A beating, a Toronto officer and many questions around police oversight

In the early morning hours of Dec. 28, 2016, a young man in Whitby, Ont. — a suburban town an hour east of Toronto — suffered an injured eye and broken nose, jaw and wrist.

It happened at the hands of a Toronto police officer and his brother, according to the victim's lawyer, Julian Falconer.

While 20-year-old Dafonte Miller awaits surgery to remove the eye injured in the incident, Toronto police Const. Michael Theriault and his brother Christian Theriault, a civilian, are facing multiple charges for allegedly chasing down and repeatedly beating Miller with a steel pipe, Falconer says. On Friday, the Theriaults' lawyers attended the pair's first court appearance on their behalf to argue the conditions of their bail.

The case has taken twists and turns to reach this point. When the incident happened last year, Miller initially faced charges amid an investigation from Durham Regional Police, the force attending the scene that night.

But in May, those charges were withdrawn, just days after Falconer reported the incident to the Special Investigations Unit, the provincial civilian oversight agency that investigates circumstances involving police that have resulted in a death, serious injury, or allegations of sexual assault.

Why the delay?

What happened that night in December prompted the SIU to lay aggravated assault, assault with a weapon and public mischief charges against both Theriaults, saying they "acted together."

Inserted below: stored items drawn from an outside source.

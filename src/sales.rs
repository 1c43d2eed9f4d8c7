//! Completed-sales history: daily totals per product, chart series, and
//! clearing the history.

use chrono::{FixedOffset, NaiveDate};
use rusqlite::params;
use serde::Serialize;
use std::collections::BTreeMap;
use tracing::info;

use crate::db::DbState;
use crate::error::PosResult;
use crate::feed::Collection;
use crate::identity::OwnerId;
use crate::models::OrderLine;
use crate::persistence::publish;

#[derive(Debug, Clone, PartialEq, Serialize)]
#[serde(rename_all = "camelCase")]
pub struct ProductSales {
    pub product_id: String,
    pub name: String,
    pub quantity: u64,
    pub total: f64,
}

#[derive(Debug, Clone, PartialEq, Serialize)]
#[serde(rename_all = "camelCase")]
pub struct DailySales {
    pub date: NaiveDate,
    /// In order of first sale that day.
    pub products: Vec<ProductSales>,
    pub total: f64,
}

/// One chart point: units sold per selected product on one day.
#[derive(Debug, Clone, PartialEq, Serialize)]
#[serde(rename_all = "camelCase")]
pub struct SeriesPoint {
    pub date: NaiveDate,
    pub quantities: BTreeMap<String, u64>,
}

fn completed_by_day<'a>(
    lines: &'a [OrderLine],
    offset: FixedOffset,
) -> BTreeMap<NaiveDate, Vec<&'a OrderLine>> {
    let mut completed: Vec<&OrderLine> = lines.iter().filter(|l| l.completed).collect();
    completed.sort_by_key(|l| l.sold_at());

    let mut days: BTreeMap<NaiveDate, Vec<&OrderLine>> = BTreeMap::new();
    for line in completed {
        let date = line.sold_at().with_timezone(&offset).date_naive();
        days.entry(date).or_default().push(line);
    }
    days
}

/// Completed sales grouped by day then product, newest day first.
pub fn daily_sales(lines: &[OrderLine], offset: FixedOffset) -> Vec<DailySales> {
    completed_by_day(lines, offset)
        .into_iter()
        .rev()
        .map(|(date, day_lines)| {
            let mut products: Vec<ProductSales> = Vec::new();
            for line in day_lines {
                match products.iter_mut().find(|p| p.product_id == line.product_id) {
                    Some(entry) => {
                        entry.quantity += u64::from(line.quantity);
                        entry.total += line.subtotal();
                    }
                    None => products.push(ProductSales {
                        product_id: line.product_id.clone(),
                        name: line.name.clone(),
                        quantity: u64::from(line.quantity),
                        total: line.subtotal(),
                    }),
                }
            }
            let total = products.iter().map(|p| p.total).sum();
            DailySales {
                date,
                products,
                total,
            }
        })
        .collect()
}

/// Distinct product names with at least one completed sale, first-sold
/// first. These are the choices offered for the chart.
pub fn products_with_sales(lines: &[OrderLine]) -> Vec<String> {
    let mut completed: Vec<&OrderLine> = lines.iter().filter(|l| l.completed).collect();
    completed.sort_by_key(|l| l.sold_at());
    let mut names: Vec<String> = Vec::new();
    for line in completed {
        if !names.iter().any(|n| n == &line.name) {
            names.push(line.name.clone());
        }
    }
    names
}

/// Units sold per day for each selected product name, oldest day first.
/// Every selected name appears on every point, with 0 when unsold.
pub fn sales_series(
    lines: &[OrderLine],
    selected: &[String],
    offset: FixedOffset,
) -> Vec<SeriesPoint> {
    completed_by_day(lines, offset)
        .into_iter()
        .map(|(date, day_lines)| {
            let mut quantities: BTreeMap<String, u64> =
                selected.iter().map(|name| (name.clone(), 0)).collect();
            for line in day_lines {
                if let Some(q) = quantities.get_mut(&line.name) {
                    *q += u64::from(line.quantity);
                }
            }
            SeriesPoint { date, quantities }
        })
        .collect()
}

/// Delete every completed line of the owner. Open orders are untouched.
pub fn clear_sales(db: &DbState, owner: &OwnerId) -> PosResult<usize> {
    let removed = {
        let conn = db.lock()?;
        let removed = conn.execute(
            "DELETE FROM order_lines WHERE owner_id = ?1 AND completed = 1",
            params![owner.as_str()],
        )?;
        publish(db, &conn, owner, &[Collection::OrderLines]);
        removed
    };
    info!(owner_id = %owner, removed, "Completed sales cleared");
    Ok(removed)
}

But those charges came seven months after the incident, and were the result of a lawyer flagging the case for the SIU, not either of the police forces involved.

As public calls for more information grew louder, Toronto police chief Mark Saunders announced on Thursday that the Waterloo Regional Police will be responsible for an internal investigation into the circumstances surrounding the alleged assault. "As soon as legally possible, that report will then be made public," he said in a statement.

Now, as the case now works its way through the legal system amid ongoing public outcry — and under the spotlight of the internal investigation — there are, as Mayor John Tory recently put it, many "unanswered questions."